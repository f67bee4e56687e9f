//! Coinflip game engine.
//!
//! A [`Resolver`] takes a [`BetRequest`], checks it against the user's
//! balance, flips a coin through its [`CoinFlipper`], settles the balance on
//! the [`Ledger`](crate::ledger::Ledger) and records the game in the stats
//! store. Only one game per user may be in flight; a second request fails
//! fast with [`GameError::GameInProgress`].
//!
//! ## Payouts
//!
//! A winning bet returns `floor(bet * win_multiplier)` gross, so the balance
//! grows by that minus the stake. A losing bet forfeits the stake. The
//! multiplier defaults to 2.0 and is held in basis points.

pub mod config;
pub mod errors;
pub mod flipper;
pub mod guard;
pub mod models;
pub mod resolver;

pub use config::{GameConfig, GameConfigError};
pub use errors::{GameError, GameResult};
pub use flipper::{CoinFlipper, FixedFlipper, RandomFlipper};
pub use guard::{ActiveGames, GameGuard};
pub use models::{BetRequest, CoinSide, FlipOutcome};
pub use resolver::Resolver;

▬▬▬▬▬▬

* Task prompt
Each line of the material above must be retyped exactly as written.

* Solution for this task
repository f67bee4e56687e9f
//! Coinflip game engine.
//!
//! A [`Resolver`] takes a [`BetRequest`], checks it against the user's
//! balance, flips a coin through its [`CoinFlipper`], settles the balance on
//! the [`Ledger`](crate::ledger::Ledger) and records the game in the stats
//! store. Only one game per user may be in flight; a second request fails
//! fast with [`GameError::GameInProgress`].
//!
//! ## Payouts
//!
//! A winning bet returns `floor(bet * win_multiplier)` gross, so the balance
//! grows by that minus the stake. A losing bet forfeits the stake. The
//! multiplier defaults to 2.0 and is held in basis points.

pub mod config;
pub mod errors;
pub mod flipper;
pub mod guard;
pub mod models;
pub mod resolver;

pub use config::{GameConfig, GameConfigError};
pub use errors::{GameError, GameResult};
pub use flipper::{CoinFlipper, FixedFlipper, RandomFlipper};
pub use guard::{ActiveGames, GameGuard};
pub use models::{BetRequest, CoinSide, FlipOutcome};
pub use resolver::Resolver;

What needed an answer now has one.